What is being asked
Only the lines from the beginning of the data below through the line that contains "the problem is" should be repeated, exactly as written.

Supplied material
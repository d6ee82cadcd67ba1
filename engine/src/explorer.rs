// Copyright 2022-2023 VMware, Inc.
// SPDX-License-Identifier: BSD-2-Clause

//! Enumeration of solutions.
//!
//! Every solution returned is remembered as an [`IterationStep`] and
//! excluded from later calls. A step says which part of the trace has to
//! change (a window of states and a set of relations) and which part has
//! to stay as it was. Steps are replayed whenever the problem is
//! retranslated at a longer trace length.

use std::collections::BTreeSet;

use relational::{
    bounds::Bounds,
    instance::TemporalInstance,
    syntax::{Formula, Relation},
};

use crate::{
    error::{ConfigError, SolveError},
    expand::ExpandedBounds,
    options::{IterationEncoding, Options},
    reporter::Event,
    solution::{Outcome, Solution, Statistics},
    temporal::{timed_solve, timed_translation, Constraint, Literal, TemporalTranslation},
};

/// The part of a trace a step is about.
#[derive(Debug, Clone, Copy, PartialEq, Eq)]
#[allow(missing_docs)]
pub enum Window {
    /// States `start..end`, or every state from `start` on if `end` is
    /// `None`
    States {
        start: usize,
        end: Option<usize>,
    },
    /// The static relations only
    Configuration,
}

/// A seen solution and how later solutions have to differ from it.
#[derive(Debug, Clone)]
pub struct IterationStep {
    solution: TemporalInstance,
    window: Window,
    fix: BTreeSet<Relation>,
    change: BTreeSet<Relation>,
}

Solution for this problem
repository d6ee82cadcd67ba1
filename engine/src/explorer.rs
// Copyright 2022-2023 VMware, Inc.
// SPDX-License-Identifier: BSD-2-Clause

//! Enumeration of solutions.
//!
//! Every solution returned is remembered as an [`IterationStep`] and
//! excluded from later calls. A step says which part of the trace has to
//! change (a window of states and a set of relations) and which part has
//! to stay as it was. Steps are replayed whenever the problem is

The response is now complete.